Ce soir, j’ai rendez-vous avec un ami qui m’a promis de tout me dire sur son activité de « mineur », tout autant mystérieuse que nocturne. Quand il m’ouvre la porte, je suis presque déçu de ne pas le trouver le visage noirci,
moi qui vaguement l’imaginais travaillant à creuser une galerie au fond de sa cave, à la lueur d’une lampe frontale, en quête d’un trésor ancestral… Si nous descendons bien l’escalier, c’est pour découvrir un mini data center patiemment assemblé par mon ami qui s’est doté de la puissance nécessaire pour se livrer au « minage ».
Il fait ainsi partie des milliers de particuliers autour de la planète qui participent à la création d’unités de comptes des nouvelles monnaies virtuelles.
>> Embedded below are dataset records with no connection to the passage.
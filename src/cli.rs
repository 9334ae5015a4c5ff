//! Command-line flags for both services.
//!
//! Flags override values from the optional TOML file, which override defaults.

use std::path::PathBuf;

use clap::{Args, Parser};

use crate::config::{load_config, ConfigError, ServerConfig};

/// Flags shared by every service.
#[derive(Debug, Clone, Args)]
pub struct ListenArgs {
    /// Log request paths and payloads
    #[arg(short, long)]
    pub verbose: bool,

    /// Port for plain HTTP. Only used with --no-ssl; TLS always binds 443 [default: 8080]
    #[arg(short = 'p', long = "httpport")]
    pub httpport: Option<u16>,

    /// IP of the local interface to bind to [default: 0.0.0.0]
    #[arg(short, long)]
    pub interface: Option<String>,

    /// TOML file with further settings
    #[arg(short, long)]
    pub config: Option<PathBuf>,
}

impl ListenArgs {
    fn base_config(&self) -> Result<ServerConfig, ConfigError> {
        let mut config = match &self.config {
            Some(path) => load_config(path)?,
            None => ServerConfig::default(),
        };
        config.verbose |= self.verbose;
        if let Some(port) = self.httpport {
            config.listener.port = port;
        }
        if let Some(interface) = &self.interface {
            config.listener.interface = interface.clone();
        }
        Ok(config)
    }
}

/// Command line relay in HTTP.
#[derive(Debug, Parser)]
#[command(name = "cmd-relay", version, about = "command line relay in http")]
pub struct RelayArgs {
    #[command(flatten)]
    pub listen: ListenArgs,

    /// Serve plain HTTP instead of HTTPS
    #[arg(short = 'n', long)]
    pub no_ssl: bool,
}

impl RelayArgs {
    pub fn into_config(self) -> Result<ServerConfig, ConfigError> {
        let mut config = self.listen.base_config()?;
        if self.no_ssl {
            config.listener.tls = None;
        }
        Ok(config)
    }
}

/// JSON receiver with simulated acknowledgments.
#[derive(Debug, Parser)]
#[command(name = "json-receiver", version, about = "json receiver")]
pub struct ReceiverArgs {
    #[command(flatten)]
    pub listen: ListenArgs,

    /// Serve plain HTTP instead of HTTPS
    #[arg(short = 's', long)]
    pub no_ssl: bool,

    /// Always reply ACK, with no random wait
    #[arg(short, long)]
    pub ack: bool,
}

impl ReceiverArgs {
    pub fn into_config(self) -> Result<ServerConfig, ConfigError> {
        let mut config = self.listen.base_config()?;
        if self.no_ssl {
            config.listener.tls = None;
        }
        config.ack.forced |= self.ack;
        Ok(config)
    }
}
//! Startup orchestration.
//!
//! # Responsibilities
//! - Validate configuration (required files on disk)
//! - Load TLS material and bind the listener
//! - Run until interrupted and report the exit status
//!
//! # Design Decisions
//! - Fail fast: any startup error is fatal and nothing is served
//! - The listener starts last, after every check passed

use std::process::ExitCode;

use thiserror::Error;
use tokio::sync::broadcast;

use crate::config::{check_config, ConfigError, ServerConfig, ServiceKind};
use crate::http::HttpServer;
use crate::lifecycle::{signals, Shutdown};
use crate::net::{bind, load_tls_config, socket_addr, ListenerError, TlsError};

/// Operator hint printed whenever serving fails.
pub const SERVE_HINT: &str =
    "Could not start serving. Check root access. Check occupied ports with netstat -an.";

/// Error type for bringing a service up.
#[derive(Debug, Error)]
pub enum ServeError {
    #[error(transparent)]
    Config(#[from] ConfigError),
    #[error(transparent)]
    Listener(#[from] ListenerError),
    #[error(transparent)]
    Tls(#[from] TlsError),
    #[error("Server error: {0}")]
    Io(#[from] std::io::Error),
}

/// Bind the configured listener and serve until `shutdown` fires.
pub async fn serve(
    service: ServiceKind,
    config: ServerConfig,
    shutdown: broadcast::Receiver<()>,
) -> Result<(), ServeError> {
    let addr = socket_addr(&config)?;
    let tls = config.listener.tls.clone();
    let server = HttpServer::new(service, config);

    match tls {
        Some(tls) => {
            let rustls = load_tls_config(&tls)?;
            server.run_tls(addr, rustls, shutdown).await?;
        }
        None => {
            let listener = bind(addr).await?;
            server.run(listener, shutdown).await?;
        }
    }
    Ok(())
}

/// Validate, serve until Ctrl+C, and map the outcome to an exit code.
pub async fn run(service: ServiceKind, config: ServerConfig) -> ExitCode {
    if let Err(e) = check_config(&config, service) {
        match e {
            ConfigError::Validation(errors) => {
                for error in errors {
                    tracing::error!("{error}");
                }
            }
            other => tracing::error!("{other}"),
        }
        return ExitCode::FAILURE;
    }

    let scheme = if config.listener.tls.is_some() { "https" } else { "http" };
    tracing::info!(
        service = service.name(),
        scheme,
        port = config.effective_port(),
        forced_ack = config.ack.forced,
        "Starting"
    );

    let shutdown = Shutdown::new();
    let stop = shutdown.subscribe();
    tokio::spawn(signals::forward_interrupt(shutdown));

    match serve(service, config, stop).await {
        Ok(()) => {
            tracing::info!(service = service.name(), "Shutdown complete");
            ExitCode::SUCCESS
        }
        Err(e) => {
            tracing::error!(error = %e, "{SERVE_HINT}");
            ExitCode::FAILURE
        }
    }
}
Être partie prenante
du réseau peer-to-peer de ces crypto-monnaies est autant un passe-temps pour geek avancé qu’une perspective de revenus très concrète, même si cette activité est de plus en plus confisquée par des professionnels. Ainsi équipé, il est en effet possible de faire participer son ordinateur à la résolution des calculs nécessaires à la validation de chaque transaction, et de se voir attribuer un certain nombre d’unités de la monnaie virtuelle concernée. Chacun espère ainsi accumuler des « coins » qui firent la fortune de quelques pionniers.

« Il s’agit bien d’un phénomène majeur inscrit
désormais dans la longue histoire de la monnaie. »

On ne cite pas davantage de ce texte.